__PROBLEM REQUIREMENTS__
Take the data below and copy exactly the lines starting at the one with "let schema = schemars::schema_for!(NewDocument);" and finishing at the one with "type IntoIter = std::slice::Iter<'a, DocumentSummary>;", both included.

(Excerpts from a dataset)
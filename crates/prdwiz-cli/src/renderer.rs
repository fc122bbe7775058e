//! Terminal rendering of markdown output and wizard notifications.
//!
//! Rich mode styles the markdown with termimad; plain mode prints it as-is,
//! which is what tests and pipes get with `--no-color`.

use anyhow::Result;
use prdwiz_core::notify::{Notification, NotificationKind};
use termimad::{crossterm::style::Color, MadSkin};

pub struct TerminalRenderer {
    rich_enabled: bool,
    skin: MadSkin,
}

impl TerminalRenderer {
    pub fn new(rich_enabled: bool) -> Self {
        let mut skin = MadSkin::default();
        skin.set_headers_fg(Color::Blue);
        skin.bold.set_fg(Color::Yellow);
        skin.inline_code.set_bg(Color::AnsiValue(238));

        Self { rich_enabled, skin }
    }

    /// Render markdown text to stdout.
    pub fn render(&self, markdown: &str) -> Result<()> {
        if !self.rich_enabled {
            print!("{markdown}");
            return Ok(());
        }

        for line in markdown.lines() {
            if line.starts_with('#') {
                println!("\x1b[34m{line}\x1b[0m");
            } else if let Some(task) = line.strip_prefix("- [x] ") {
                println!("\x1b[32m✓\x1b[0m {task}");
            } else if let Some(task) = line.strip_prefix("- [ ] ") {
                println!("○ {task}");
            } else {
                self.skin.print_inline(line);
                println!();
            }
        }
        Ok(())
    }

    /// Print one notification on its own line, colored by kind.
    pub fn render_notification(&self, notification: &Notification) -> Result<()> {
        if !self.rich_enabled {
            println!("{notification}");
            return Ok(());
        }

        let color = match notification.kind {
            NotificationKind::Success => 32,
            NotificationKind::Error => 31,
            NotificationKind::Info => 36,
        };
        println!("\x1b[{color}m{notification}\x1b[0m");
        Ok(())
    }
}

impl Default for TerminalRenderer {
    fn default() -> Self {
        Self::new(true)
    }
}
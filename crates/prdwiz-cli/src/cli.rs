//! Command definitions and their handlers.
//!
//! Argument structs carry the clap derives and convert into the core
//! parameter types, so the catalog never sees a framework type:
//!
//! ```text
//! User Input → CLI Args (clap) → Core Params → Catalog
//! ```

use std::{
    fs,
    net::SocketAddr,
    path::{Path, PathBuf},
    time::{Duration, Instant},
};

use anyhow::{bail, Context, Result};
use base64::{engine::general_purpose::STANDARD, Engine as _};
use clap::{ArgGroup, Args, Subcommand};
use log::{debug, info};
use prdwiz_core::{
    notify::NotificationCenter,
    wizard::{Sequencer, StepOutcome, SubmitOutcome, WizardConfig},
    Catalog, CreateResult, DocumentId, NewDocument, PrdDraft, ProofKind, SubmitProof,
    ToggleSubTask, UpdateDocument, ValidationResult,
};

use crate::renderer::TerminalRenderer;

/// Show one document
#[derive(Args)]
pub struct ShowDocumentArgs {
    /// Id of the document, as printed by `prd doc list`
    pub id: String,
}

impl From<ShowDocumentArgs> for DocumentId {
    fn from(val: ShowDocumentArgs) -> Self {
        DocumentId { id: val.id }
    }
}

/// Create a document from a draft file
///
/// The draft is a JSON object with any subset of the document fields. It is
/// walked through the five wizard steps and saved once every step passes.
#[derive(Args)]
pub struct NewDocumentArgs {
    /// Path to the draft JSON file
    pub draft: PathBuf,
    /// Milliseconds to wait after saving before the wizard resets
    #[arg(long, default_value_t = 1500)]
    pub grace_ms: u64,
}

/// Replace a document's contents from a draft file
#[derive(Args)]
pub struct UpdateDocumentArgs {
    pub id: String,
    /// Path to a JSON file holding the complete document
    pub draft: PathBuf,
}

/// Delete a document and its tracker
#[derive(Args)]
pub struct DeleteDocumentArgs {
    pub id: String,
    /// Required to actually delete
    #[arg(long)]
    pub confirm: bool,
}

#[derive(Subcommand)]
pub enum DocCommands {
    /// List all documents
    #[command(aliases = ["l", "ls"])]
    List,
    /// Show a document
    #[command(alias = "s")]
    Show(ShowDocumentArgs),
    /// Create a document from a draft file
    #[command(alias = "n")]
    New(NewDocumentArgs),
    /// Replace a document, keeping its id
    #[command(alias = "u")]
    Update(UpdateDocumentArgs),
    /// Print a document as JSON with its export time
    Export(ShowDocumentArgs),
    /// Delete a document permanently
    #[command(aliases = ["d", "rm"])]
    Delete(DeleteDocumentArgs),
}

/// Flip the completion flag of one subtask
#[derive(Args)]
pub struct ToggleArgs {
    /// Document id
    pub id: String,
    /// Stage id, e.g. `database-setup`
    pub stage: String,
    /// Subtask id, e.g. `setup-postgres`
    pub task: String,
}

impl From<ToggleArgs> for ToggleSubTask {
    fn from(val: ToggleArgs) -> Self {
        ToggleSubTask {
            prd_id: val.id,
            stage_id: val.stage,
            task_id: val.task,
        }
    }
}

/// Attach proof of completion to a stage
#[derive(Args)]
#[command(group(ArgGroup::new("evidence").required(true).args(["link", "screenshot"])))]
pub struct ProofArgs {
    /// Document id
    pub id: String,
    /// Stage id
    pub stage: String,
    /// URL showing the finished work
    #[arg(long)]
    pub link: Option<String>,
    /// Image file, stored inline as a data URL
    #[arg(long)]
    pub screenshot: Option<PathBuf>,
}

impl ProofArgs {
    fn into_params(self) -> Result<SubmitProof> {
        let (kind, content) = match (self.link, self.screenshot) {
            (Some(link), _) => (ProofKind::Link, link),
            (None, Some(path)) => (ProofKind::Screenshot, screenshot_data_url(&path)?),
            (None, None) => bail!("Either --link or --screenshot is required"),
        };
        Ok(SubmitProof {
            prd_id: self.id,
            stage_id: self.stage,
            kind,
            content,
        })
    }
}

#[derive(Subcommand)]
pub enum TrackCommands {
    /// Show the implementation checklist, creating it on first use
    #[command(alias = "s")]
    Show(ShowDocumentArgs),
    /// Toggle a subtask
    #[command(alias = "t")]
    Toggle(ToggleArgs),
    /// Attach proof to a stage
    #[command(alias = "p")]
    Proof(ProofArgs),
}

#[derive(Args)]
pub struct ServeArgs {
    /// Address to listen on
    #[arg(long, default_value = "127.0.0.1:8000")]
    pub addr: SocketAddr,
}

fn read_draft(path: &Path) -> Result<PrdDraft> {
    let contents = fs::read_to_string(path)
        .with_context(|| format!("Failed to read draft {}", path.display()))?;
    let draft = serde_json::from_str(&contents)
        .with_context(|| format!("Draft {} is not valid JSON", path.display()))?;
    debug!("Loaded draft from {}", path.display());
    Ok(draft)
}

/// Encode an image file as a `data:` URL.
fn screenshot_data_url(path: &Path) -> Result<String> {
    let bytes =
        fs::read(path).with_context(|| format!("Failed to read screenshot {}", path.display()))?;
    let mime = match path
        .extension()
        .and_then(|ext| ext.to_str())
        .map(str::to_ascii_lowercase)
        .as_deref()
    {
        Some("png") => "image/png",
        Some("jpg" | "jpeg") => "image/jpeg",
        Some("gif") => "image/gif",
        Some("webp") => "image/webp",
        Some("svg") => "image/svg+xml",
        _ => "application/octet-stream",
    };
    Ok(format!("data:{mime};base64,{}", STANDARD.encode(bytes)))
}

/// Command handlers bound to one catalog and renderer.
pub struct Cli {
    catalog: Catalog,
    renderer: TerminalRenderer,
}

impl Cli {
    pub fn new(catalog: Catalog, renderer: TerminalRenderer) -> Self {
        Self { catalog, renderer }
    }

    pub async fn handle_doc_command(self, command: DocCommands) -> Result<()> {
        match command {
            DocCommands::List => self.list_documents().await,
            DocCommands::Show(args) => self.show_document(args.into()).await,
            DocCommands::New(args) => self.new_document(args).await,
            DocCommands::Update(args) => self.update_document(args).await,
            DocCommands::Export(args) => self.export_document(args.into()).await,
            DocCommands::Delete(args) => self.delete_document(args).await,
        }
    }

    pub async fn handle_track_command(self, command: TrackCommands) -> Result<()> {
        match command {
            TrackCommands::Show(args) => self.show_tracker(args.into()).await,
            TrackCommands::Toggle(args) => self.toggle_subtask(args.into()).await,
            TrackCommands::Proof(args) => self.submit_proof(args.into_params()?).await,
        }
    }

    pub async fn list_documents(&self) -> Result<()> {
        let summaries = self
            .catalog
            .list_document_summaries()
            .await
            .context("Failed to list documents")?;
        self.renderer.render(&summaries.to_string())
    }

    async fn show_document(&self, params: DocumentId) -> Result<()> {
        match self.catalog.get_document(&params).await? {
            Some(document) => self.renderer.render(&document.to_string()),
            None => bail!("PRD with ID {} not found", params.id),
        }
    }

    async fn update_document(&self, args: UpdateDocumentArgs) -> Result<()> {
        let draft = read_draft(&args.draft)?;
        let document = NewDocument::try_from(draft)
            .with_context(|| format!("Draft {} is incomplete", args.draft.display()))?;

        let params = UpdateDocument {
            id: args.id,
            document,
        };
        let id = params.id.clone();
        let Some(updated) = self.catalog.update_document(params).await? else {
            bail!("PRD with ID {id} not found");
        };
        info!("Updated PRD {id}");
        self.renderer
            .render(&format!("Updated PRD with ID: {id}\n\n{updated}"))
    }

    async fn export_document(&self, params: DocumentId) -> Result<()> {
        let Some(export) = self.catalog.export_document(&params).await? else {
            bail!("PRD with ID {} not found", params.id);
        };
        println!("{}", serde_json::to_string_pretty(&export)?);
        Ok(())
    }

    async fn delete_document(&self, args: DeleteDocumentArgs) -> Result<()> {
        if !args.confirm {
            bail!("Refusing to delete {} without --confirm", args.id);
        }
        let status = self
            .catalog
            .delete_document_with_confirmation(&DocumentId { id: args.id })
            .await?;
        self.renderer.render(&status.to_string())?;
        if !status.success {
            bail!("{}", status.message);
        }
        Ok(())
    }

    /// Walk a draft through the wizard and submit it.
    async fn new_document(&self, args: NewDocumentArgs) -> Result<()> {
        let draft = read_draft(&args.draft)?;

        let mut center = NotificationCenter::default();
        let mut wizard = Sequencer::new(self.catalog.clone(), center.notifier()).with_config(
            WizardConfig {
                grace_period: Duration::from_millis(args.grace_ms),
            },
        );
        wizard.update(draft);

        loop {
            let step = wizard.step();
            let outcome = wizard.go_next();
            self.flush_notifications(&mut center)?;
            match outcome {
                StepOutcome::Advanced(next) => debug!("{step} passed, now on {next}"),
                StepOutcome::Ready => break,
                StepOutcome::Rejected(result) => {
                    self.renderer
                        .render(&format!("## {}\n\n{}\n\n", step.title(), step.description()))?;
                    self.render_errors(&result)?;
                    bail!("{step} is incomplete");
                }
            }
        }

        let outcome = wizard.submit().await;
        self.flush_notifications(&mut center)?;
        match outcome.context("Failed to save PRD")? {
            SubmitOutcome::Saved { document, .. } => {
                info!("Created PRD {}", document.id);
                self.renderer
                    .render(&CreateResult::new(document).to_string())
            }
            SubmitOutcome::Rejected(result) => {
                self.render_errors(&result)?;
                bail!("Draft is incomplete");
            }
        }
    }

    async fn show_tracker(&self, params: DocumentId) -> Result<()> {
        let session = self.catalog.open_tracker(&params).await?;
        self.renderer.render(&session.tracker().to_string())
    }

    async fn toggle_subtask(&self, params: ToggleSubTask) -> Result<()> {
        let tracker = self.catalog.toggle_subtask(&params).await?;
        if let Some(stage) = tracker.stage(&params.stage_id) {
            self.renderer.render(&stage.to_string())?;
        }
        Ok(())
    }

    async fn submit_proof(&self, params: SubmitProof) -> Result<()> {
        let tracker = self.catalog.submit_proof(&params).await?;
        if let Some(stage) = tracker.stage(&params.stage_id) {
            self.renderer.render(&stage.to_string())?;
        }
        Ok(())
    }

    fn flush_notifications(&self, center: &mut NotificationCenter) -> Result<()> {
        for notification in center.pump(Instant::now()) {
            self.renderer.render_notification(&notification)?;
        }
        Ok(())
    }

    fn render_errors(&self, result: &ValidationResult) -> Result<()> {
        let list: String = result
            .errors
            .iter()
            .map(|error| format!("- {error}\n"))
            .collect();
        self.renderer.render(&list)
    }
}

/// Print the JSON Schema of a submitted document.
pub fn print_schema() -> Result<()> {
    let schema = schemars::schema_for!(NewDocument);
    println!("{}", serde_json::to_string_pretty(&schema)?);
    Ok(())
}
//! Collection wrapper types for displaying groups of domain objects.

use std::{fmt, ops::Index};

use crate::models::DocumentSummary;

pub struct DocumentSummaries(pub Vec<DocumentSummary>);

impl DocumentSummaries {
    pub fn is_empty(&self) -> bool {
        self.0.is_empty()
    }

    pub fn len(&self) -> usize {
        self.0.len()
    }

    pub fn get(&self, index: usize) -> Option<&DocumentSummary> {
        self.0.get(index)
    }

    pub fn iter(&self) -> std::slice::Iter<'_, DocumentSummary> {
        self.0.iter()
    }
}

impl Index<usize> for DocumentSummaries {
    type Output = DocumentSummary;

    fn index(&self, index: usize) -> &Self::Output {
        &self.0[index]
    }
}

impl IntoIterator for DocumentSummaries {
    type Item = DocumentSummary;
    type IntoIter = std::vec::IntoIter<Self::Item>;

    fn into_iter(self) -> Self::IntoIter {
        self.0.into_iter()
    }
}

impl<'a> IntoIterator for &'a DocumentSummaries {
    type Item = &'a DocumentSummary;
    type IntoIter = std::slice::Iter<'a, DocumentSummary>;

    fn into_iter(self) -> Self::IntoIter {
        self.0.iter()
    }
}

impl fmt::Display for DocumentSummaries {
    fn fmt(&self, f: &mut fmt::Formatter<'_>) -> fmt::Result {
        if self.0.is_empty() {
            writeln!(f, "No PRDs found. Create your first PRD to get started!")
        } else {
            for summary in &self.0 {
                write!(f, "{summary}")?;
            }
            Ok(())
        }
    }
}
//! Document operations for the Catalog.

use jiff::Timestamp;

use super::{run_blocking, Catalog};
use crate::{
    error::Result,
    models::{DocumentExport, NewDocument, PrdDocument},
    params::{DocumentId, UpdateDocument},
    wizard::DocumentSink,
};

impl Catalog {
    /// Validates and persists a new document under a generated id.
    pub async fn create_document(&self, document: NewDocument) -> Result<PrdDocument> {
        let store = self.layout.document_store();
        let now = Timestamp::now();

        run_blocking(move || store.create(document, now)).await
    }

    /// All documents, ordered by id. Fails as a whole on any unreadable blob.
    pub async fn list_documents(&self) -> Result<Vec<PrdDocument>> {
        let store = self.layout.document_store();

        run_blocking(move || store.get_all()).await
    }

    /// Retrieves a document by its id.
    pub async fn get_document(&self, params: &DocumentId) -> Result<Option<PrdDocument>> {
        let store = self.layout.document_store();
        let id = params.id.clone();

        run_blocking(move || store.get_by_id(&id)).await
    }

    /// Replaces a document's contents in place; the id never changes.
    ///
    /// Returns `Ok(None)` when no document with this id exists.
    pub async fn update_document(&self, params: UpdateDocument) -> Result<Option<PrdDocument>> {
        let store = self.layout.document_store();
        let UpdateDocument { id, document } = params;

        run_blocking(move || store.update(&id, document)).await
    }

    /// The document stamped with the export time.
    pub async fn export_document(&self, params: &DocumentId) -> Result<Option<DocumentExport>> {
        Ok(self
            .get_document(params)
            .await?
            .map(|document| DocumentExport {
                document,
                exported_at: Timestamp::now(),
            }))
    }

    /// Removes a document together with its tracker.
    ///
    /// Returns false when no document with this id exists.
    pub async fn delete_document(&self, params: &DocumentId) -> Result<bool> {
        let documents = self.layout.document_store();
        let trackers = self.layout.tracker_store();
        let id = params.id.clone();

        run_blocking(move || {
            let removed = documents.delete(&id)?;
            if removed {
                trackers.delete(&id)?;
            }
            Ok(removed)
        })
        .await
    }
}

impl DocumentSink for Catalog {
    async fn create_document(&self, document: NewDocument) -> Result<PrdDocument> {
        Catalog::create_document(self, document).await
    }
}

__EXPECTED ANSWER__
    let schema = schemars::schema_for!(NewDocument);
    println!("{}", serde_json::to_string_pretty(&schema)?);
    Ok(())
}
//! Collection wrapper types for displaying groups of domain objects.

use std::{fmt, ops::Index};

use crate::models::DocumentSummary;

pub struct DocumentSummaries(pub Vec<DocumentSummary>);

impl DocumentSummaries {
    pub fn is_empty(&self) -> bool {
        self.0.is_empty()
    }

    pub fn len(&self) -> usize {
        self.0.len()
    }

    pub fn get(&self, index: usize) -> Option<&DocumentSummary> {
        self.0.get(index)
    }

    pub fn iter(&self) -> std::slice::Iter<'_, DocumentSummary> {
        self.0.iter()
    }
}

impl Index<usize> for DocumentSummaries {
    type Output = DocumentSummary;

    fn index(&self, index: usize) -> &Self::Output {
        &self.0[index]
    }
}

impl IntoIterator for DocumentSummaries {
    type Item = DocumentSummary;
    type IntoIter = std::vec::IntoIter<Self::Item>;

    fn into_iter(self) -> Self::IntoIter {
        self.0.into_iter()
    }
}

impl<'a> IntoIterator for &'a DocumentSummaries {
    type Item = &'a DocumentSummary;
    type IntoIter = std::slice::Iter<'a, DocumentSummary>;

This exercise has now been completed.